- Origin: Edmonton, Canada
- Genres: Hip-hop
- Years active: 2002-present

= Arlo Maverick =

Canadian rapper and filmmaker

Marlon Wilson, known professionally as Arlo Maverick, is a Canadian hip-hop artist and filmmaker based in Edmonton, Alberta.

== Personal life ==

Maverick grew up in a working-class family in Edmonton and listened to hip-hop and reggae with his cousins. He first tried penning lyrics at the age of eight when he saw a girl in church who was writing a rhyme rather than listening to the sermon.

Maverick's partner is the painter and filmmaker Natalie Meyer. He works for National Oilwell Varco.

== Musical career ==

Wilson first adopted the name Arlo Maverick when he and his cousins Dirt Gritie and Bigga Nolte joined his friend DJ Sonny Grimezz to form the hip-hop group Politic Live in 2002. Politic Live toured across Canada and opened for acts like Busta Rhymes, Nas, and Snoop Dogg, but wound down in 2012.

Maverick released his first solo album, Maybe Tomorrow, in 2016. This loosely autobiographical concept album traces the story of a boy named Soup as he comes of age, starts a music career, and deals with life's struggles. It features contributions for many Edmonton-based producers, rappers, and singers. The album hit number-one on the Canadian Campus Radio Weekly Hip-Hop chart for four weeks.

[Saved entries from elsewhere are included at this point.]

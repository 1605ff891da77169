use std::fs;
use std::path::Path;

use anyhow::{Context, Result, anyhow};
use chrono::Utc;
use sheets_migrate::storage::VERSION_TABLE;
use sheets_migrate::{
    Direction, MigrateConfig, Migrator, Revision, SchemaBackend, TargetSpec, logging, revisions,
};

use super::{Cli, Command};

pub fn run(cli: Cli) -> Result<()> {
    if let Command::Revision { message, out } = &cli.command {
        return new_revision(message.as_deref(), out.as_deref());
    }

    let config = MigrateConfig::new()
        .database_url(&cli.db)?
        .target(&cli.target_name)?
        .echo(cli.echo)
        .log_level(cli.log_level)
        .log_format(cli.log_format);
    logging::init(config.log_level, config.log_format)?;

    let migrator = sheets_migrate::open(&config).context("Failed to load the revision graph")?;

    match cli.command {
        Command::Upgrade { revision, sql } => {
            if sql {
                print!("{}", migrator.render_sql(Direction::Upgrade, &revision)?);
                return Ok(());
            }
            let report = migrator
                .upgrade(&revision)
                .with_context(|| format!("Upgrade to '{}' failed", revision))?;
            print_report(&report);
            Ok(())
        }
        Command::Downgrade { revision, sql } => {
            if sql {
                print!("{}", migrator.render_sql(Direction::Downgrade, &revision)?);
                return Ok(());
            }
            let report = migrator
                .downgrade(&revision)
                .with_context(|| format!("Downgrade to '{}' failed", revision))?;
            print_report(&report);
            Ok(())
        }
        Command::Current => {
            match migrator.current_record()? {
                Some(record) => println!(
                    "{} (applied {})",
                    record.revision_id,
                    record.applied_at.format("%Y-%m-%d %H:%M:%S")
                ),
                None => println!("base"),
            }
            Ok(())
        }
        Command::History { json } => {
            let history = migrator.history()?;
            if json {
                println!("{}", serde_json::to_string_pretty(&history)?);
            } else {
                for entry in history.iter().rev() {
                    println!("{}", entry);
                }
            }
            Ok(())
        }
        Command::Stamp { revision } => {
            let stamped = migrator
                .stamp(&revision)
                .with_context(|| format!("Stamp '{}' failed", revision))?;
            println!("Stamped {}", stamped.as_deref().unwrap_or("base"));
            Ok(())
        }
        Command::Check => check(&migrator),
        Command::Revision { .. } => Ok(()),
    }
}

fn check<B: SchemaBackend>(migrator: &Migrator<B>) -> Result<()> {
    let graph = migrator.graph();
    let head = graph
        .head()
        .map(Revision::id)
        .ok_or_else(|| anyhow!("No revisions defined"))?;
    let current = migrator
        .current()
        .with_context(|| format!("Target '{}' records a revision outside the graph", migrator.target()))?;
    let pending = migrator.plan(Direction::Upgrade, &TargetSpec::Head)?;

    println!("{} revisions, head {}", graph.len(), head);
    println!(
        "{} row '{}' at {}, {} pending",
        VERSION_TABLE,
        migrator.target(),
        current.as_deref().unwrap_or("base"),
        pending.len()
    );
    Ok(())
}

fn print_report(report: &sheets_migrate::MigrationReport) {
    println!("{}", report);
    for step in &report.steps {
        println!(
            "  {} {} ({} operations, {} ms)",
            step.revision,
            step.description,
            step.operations,
            step.elapsed.as_millis()
        );
    }
}

fn new_revision(message: Option<&str>, out: Option<&Path>) -> Result<()> {
    let id = Revision::generate_id();
    let Some(out) = out else {
        println!("{}", id);
        return Ok(());
    };

    let graph = revisions::graph().context("Failed to load the revision graph")?;
    let parent = graph.head().map(Revision::id);
    let message = message.unwrap_or("new revision");
    let parent_arg = match parent {
        Some(parent) => format!("Some(\"{}\")", parent),
        None => "None".to_string(),
    };

    let content = format!(
        "//! {message}\n//!\n//! Revision ID: {id}\n//! Revises: {revises}\n//! Create Date: {date}\n\nuse crate::revision::Revision;\n\npub const REVISION: &str = \"{id}\";\n\npub fn revision() -> Revision {{\n    Revision::new(REVISION, {parent_arg})\n        .message(\"{escaped}\")\n        // .upgrade_op(SchemaOp::create_table(...))\n        // .downgrade_op(SchemaOp::drop_table(...))\n}}\n",
        message = message,
        id = id,
        revises = parent.unwrap_or("<base>"),
        date = Utc::now().naive_utc(),
        parent_arg = parent_arg,
        escaped = message.replace('"', "\\\""),
    );

    if let Some(dir) = out.parent() {
        fs::create_dir_all(dir)
            .with_context(|| format!("Failed to create parent directory '{}'", dir.display()))?;
    }
    fs::write(out, content)
        .with_context(|| format!("Failed to write revision template to '{}'", out.display()))?;

    println!("Generated revision {}: {}", id, out.display());
    Ok(())
}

In 2021, Maverick released the Focused EP, a collection of singles, followed by the EP Soul Merchant. This EP was inspired by
reflections on humans' relationship with technology, prompted in part by Black Mirror, and was originally planned for release in 2018, but was delayed to rework the songs into something closer to Maverick's vision.

Maverick's next album, Blue Collar, appeared in 2023. The album explores his working-class background and challenges balancing work and life. It features a contribution from Maverick's Politic Live collaborator Dirt Gritie.

== Other pursuits ==

Maverick has been described as an important mentor figure within the Edmonton hip-hop community, helping to explain the steps in writing grants and producing and marketing an album. Among his mentees is Sudanese-Canadian rapper Mouraine. He has also long volunteered as a guest DJ for the community radio station CJSR-FM.

Maverick and his partner Natalie Meyer collaborated on the Telus Storyhive documentary series Allow Me to Introduce, whose episodes each discuss a song that left a mark on Edmonton's hip-hop scene. Wilson also received funding from Telus Storyhive to direct the documentary Unbreakable Crew, which documents the early history of breakdancing and hip-hop during the 80s in Edmonton. In 2025, Maverick and Meyer released the documentary Batting Beyond Borders about West Indian cricket players in Victoria Park, Edmonton.